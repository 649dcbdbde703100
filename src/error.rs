#![forbid(unsafe_code)]

use std::io;
use std::process::ExitStatus;

use thiserror::Error;

/// Failure reported by a storage provider call. The `Display` text is what the
/// active view shows inline.
#[derive(Debug, Clone, Error, PartialEq, Eq)]
pub enum GatewayError {
    #[error("{op} failed: {message}")]
    Provider { op: &'static str, message: String },
    #[error("bucket {0} does not exist")]
    NoSuchBucket(String),
    #[error("object {0} does not exist")]
    NoSuchKey(String),
    #[error("bucket {0} already exists")]
    BucketExists(String),
    #[error("bucket {0} is not empty")]
    BucketNotEmpty(String),
    #[error("storage runtime unavailable: {0}")]
    Runtime(String),
}

impl GatewayError {
    pub fn provider(op: &'static str, message: impl Into<String>) -> Self {
        Self::Provider { op, message: message.into() }
    }
}

#[derive(Debug, Error)]
pub enum EditorError {
    #[error("cannot prepare scratch file: {0}")]
    Scratch(#[source] io::Error),
    #[error("cannot launch {editor}: {source}")]
    Launch {
        editor: String,
        #[source]
        source: io::Error,
    },
    #[error("{editor} exited with {status}")]
    Exited { editor: String, status: ExitStatus },
    #[error("cannot read scratch file back: {0}")]
    ReadBack(#[source] io::Error),
    #[error("terminal hand-off failed: {0}")]
    Terminal(#[source] io::Error),
}

#[cfg(test)]
mod tests {
    use super::*;

    #[test]
    fn provider_error_names_the_operation() {
        let err = GatewayError::provider("ListBuckets", "access denied");
        assert_eq!(err.to_string(), "ListBuckets failed: access denied");
    }

    #[test]
    fn launch_error_mentions_editor() {
        let err = EditorError::Launch {
            editor: "nvim".to_string(),
            source: io::Error::new(io::ErrorKind::NotFound, "not found"),
        };
        assert_eq!(err.to_string(), "cannot launch nvim: not found");
    }
}
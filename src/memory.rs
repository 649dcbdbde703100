#![forbid(unsafe_code)]

//! In-process gateway: the offline demo backend and the test double.

use std::collections::{BTreeMap, HashMap};
use std::sync::{Mutex, RwLock};

use time::OffsetDateTime;

use crate::error::GatewayError;
use crate::model::{Bucket, ObjectSummary, StorageClass, StorageObject};
use crate::storage::{GatewayResult, StorageGateway};

#[derive(Debug, Clone)]
struct StoredObject {
    content: Vec<u8>,
    modified: OffsetDateTime,
}

#[derive(Debug, Clone)]
struct StoredBucket {
    created_at: OffsetDateTime,
    objects: BTreeMap<String, StoredObject>,
}

#[derive(Debug, Default)]
pub struct MemoryGateway {
    buckets: RwLock<BTreeMap<String, StoredBucket>>,
    failures: Mutex<HashMap<&'static str, String>>,
}

impl MemoryGateway {
    pub fn new() -> Self {
        Self::default()
    }

    /// A small store for trying the browser without credentials.
    pub fn seeded() -> Self {
        let gateway = Self::new();
        let now = OffsetDateTime::now_utc();
        let seed: [(&str, &[(&str, &str)]); 3] = [
            (
                "demo-docs",
                &[
                    ("docs/readme.md", "# Demo\n\nBrowse me with the arrow keys.\n"),
                    ("docs/img/logo.txt", "[logo]\n"),
                    ("main.go", "package main\n\nfunc main() {}\n"),
                ],
            ),
            (
                "demo-reports",
                &[
                    ("reports/2024/q1.csv", "region,total\neu,10\nus,12\n"),
                    ("reports/2024/q2.csv", "region,total\neu,11\nus,15\n"),
                    ("summary.txt", "two quarters so far\n"),
                ],
            ),
            ("logs-2023", &[]),
        ];
        if let Ok(mut buckets) = gateway.buckets.write() {
            for (name, objects) in seed {
                let objects = objects
                    .iter()
                    .map(|(key, body)| {
                        let stored = StoredObject { content: body.as_bytes().to_vec(), modified: now };
                        (key.to_string(), stored)
                    })
                    .collect();
                buckets.insert(name.to_string(), StoredBucket { created_at: now, objects });
            }
        }
        gateway
    }

    #[cfg(test)]
    pub fn with_objects<'a>(bucket: &str, objects: impl IntoIterator<Item = (&'a str, &'a str)>) -> Self {
        let gateway = Self::new();
        let now = OffsetDateTime::now_utc();
        let objects = objects
            .into_iter()
            .map(|(key, body)| {
                (key.to_string(), StoredObject { content: body.as_bytes().to_vec(), modified: now })
            })
            .collect();
        if let Ok(mut buckets) = gateway.buckets.write() {
            buckets.insert(bucket.to_string(), StoredBucket { created_at: now, objects });
        }
        gateway
    }

    /// Makes every subsequent call of `op` fail with `message` until cleared.
    #[cfg(test)]
    pub fn fail_on(&self, op: &'static str, message: impl Into<String>) {
        if let Ok(mut failures) = self.failures.lock() {
            failures.insert(op, message.into());
        }
    }

    #[cfg(test)]
    pub fn clear_failures(&self) {
        if let Ok(mut failures) = self.failures.lock() {
            failures.clear();
        }
    }

    fn check(&self, op: &'static str) -> GatewayResult<()> {
        let failures = self.failures.lock().map_err(|_| poisoned(op))?;
        match failures.get(op) {
            Some(message) => Err(GatewayError::provider(op, message.clone())),
            None => Ok(()),
        }
    }
}

fn poisoned(op: &'static str) -> GatewayError {
    GatewayError::provider(op, "store lock poisoned")
}

/// Quoted hex digest standing in for a provider etag.
fn etag(content: &[u8]) -> String {
    let mut hash: u64 = 0xcbf2_9ce4_8422_2325;
    for byte in content {
        hash ^= u64::from(*byte);
        hash = hash.wrapping_mul(0x0100_0000_01b3);
    }
    format!("\"{hash:016x}\"")
}

fn summary(key: &str, object: &StoredObject) -> ObjectSummary {
    ObjectSummary {
        key: key.to_string(),
        last_modified: Some(object.modified),
        size: object.content.len() as u64,
        etag: etag(&object.content),
        storage_class: StorageClass::Standard,
    }
}

impl StorageGateway for MemoryGateway {
    fn list_buckets(&self) -> GatewayResult<Vec<Bucket>> {
        self.check("ListBuckets")?;
        let buckets = self.buckets.read().map_err(|_| poisoned("ListBuckets"))?;
        Ok(buckets
            .iter()
            .map(|(name, bucket)| Bucket { name: name.clone(), created_at: Some(bucket.created_at) })
            .collect())
    }

    fn create_bucket(&self, name: &str, _region: &str) -> GatewayResult<()> {
        self.check("CreateBucket")?;
        if name.is_empty() {
            return Err(GatewayError::provider("CreateBucket", "bucket name is empty"));
        }
        let mut buckets = self.buckets.write().map_err(|_| poisoned("CreateBucket"))?;
        if buckets.contains_key(name) {
            return Err(GatewayError::BucketExists(name.to_string()));
        }
        let bucket = StoredBucket { created_at: OffsetDateTime::now_utc(), objects: BTreeMap::new() };
        buckets.insert(name.to_string(), bucket);
        Ok(())
    }

    fn delete_bucket(&self, name: &str) -> GatewayResult<()> {
        self.check("DeleteBucket")?;
        let mut buckets = self.buckets.write().map_err(|_| poisoned("DeleteBucket"))?;
        match buckets.get(name) {
            None => return Err(GatewayError::NoSuchBucket(name.to_string())),
            Some(bucket) if !bucket.objects.is_empty() => {
                return Err(GatewayError::BucketNotEmpty(name.to_string()));
            }
            Some(_) => {}
        }
        buckets.remove(name);
        Ok(())
    }

    fn list_objects(&self, bucket: &str) -> GatewayResult<Vec<ObjectSummary>> {
        self.check("ListObjects")?;
        let buckets = self.buckets.read().map_err(|_| poisoned("ListObjects"))?;
        let stored = buckets
            .get(bucket)
            .ok_or_else(|| GatewayError::NoSuchBucket(bucket.to_string()))?;
        Ok(stored.objects.iter().map(|(key, object)| summary(key, object)).collect())
    }

    fn get_object(&self, bucket: &str, key: &str) -> GatewayResult<StorageObject> {
        self.check("GetObject")?;
        let buckets = self.buckets.read().map_err(|_| poisoned("GetObject"))?;
        let stored = buckets
            .get(bucket)
            .ok_or_else(|| GatewayError::NoSuchBucket(bucket.to_string()))?;
        let object = stored
            .objects
            .get(key)
            .ok_or_else(|| GatewayError::NoSuchKey(key.to_string()))?;
        let meta = summary(key, object);
        Ok(StorageObject {
            key: meta.key,
            last_modified: meta.last_modified,
            size: meta.size,
            etag: meta.etag,
            storage_class: meta.storage_class,
            content: object.content.clone(),
        })
    }

    fn put_object(&self, bucket: &str, key: &str, content: Vec<u8>) -> GatewayResult<()> {
        self.check("PutObject")?;
        let mut buckets = self.buckets.write().map_err(|_| poisoned("PutObject"))?;
        let stored = buckets
            .get_mut(bucket)
            .ok_or_else(|| GatewayError::NoSuchBucket(bucket.to_string()))?;
        stored
            .objects
            .insert(key.to_string(), StoredObject { content, modified: OffsetDateTime::now_utc() });
        Ok(())
    }
}

#[cfg(test)]
mod tests {
    use super::*;

    #[test]
    fn create_list_delete_bucket() {
        let gateway = MemoryGateway::new();
        gateway.create_bucket("alpha", "eu-central-1").unwrap();
        gateway.create_bucket("beta", "eu-central-1").unwrap();
        let names: Vec<String> = gateway.list_buckets().unwrap().into_iter().map(|b| b.name).collect();
        assert_eq!(names, vec!["alpha", "beta"]);

        assert_eq!(
            gateway.create_bucket("alpha", "eu-central-1"),
            Err(GatewayError::BucketExists("alpha".to_string()))
        );
        gateway.delete_bucket("alpha").unwrap();
        assert_eq!(gateway.list_buckets().unwrap().len(), 1);
    }

    #[test]
    fn refuses_to_delete_non_empty_bucket() {
        let gateway = MemoryGateway::with_objects("data", [("a.txt", "a")]);
        assert_eq!(
            gateway.delete_bucket("data"),
            Err(GatewayError::BucketNotEmpty("data".to_string()))
        );
    }

    #[test]
    fn put_then_get_and_list_keys() {
        let gateway = MemoryGateway::with_objects("data", [("x/y.txt", "old")]);
        gateway.put_object("data", "x/y.txt", b"new".to_vec()).unwrap();
        gateway.put_object("data", "z.txt", b"zzz".to_vec()).unwrap();
        let object = gateway.get_object("data", "x/y.txt").unwrap();
        assert_eq!(object.content, b"new");
        assert_eq!(object.size, 3);
        assert_eq!(gateway.list_keys("data").unwrap(), vec!["x/y.txt", "z.txt"]);
        assert_eq!(
            gateway.get_object("data", "missing"),
            Err(GatewayError::NoSuchKey("missing".to_string()))
        );
    }

    #[test]
    fn etag_changes_with_content() {
        assert_ne!(etag(b"a"), etag(b"b"));
        assert_eq!(etag(b"same"), etag(b"same"));
    }

    #[test]
    fn injected_failures_surface_as_provider_errors() {
        let gateway = MemoryGateway::seeded();
        gateway.fail_on("ListBuckets", "access denied");
        assert_eq!(
            gateway.list_buckets().unwrap_err().to_string(),
            "ListBuckets failed: access denied"
        );
        gateway.clear_failures();
        assert_eq!(gateway.list_buckets().unwrap().len(), 3);
    }
}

- _Directions for this task_: Out of the data above, return each line where the word "does" can be found.

- _Exercise result_:
    #[error("bucket {0} does not exist")]
    #[error("object {0} does not exist")]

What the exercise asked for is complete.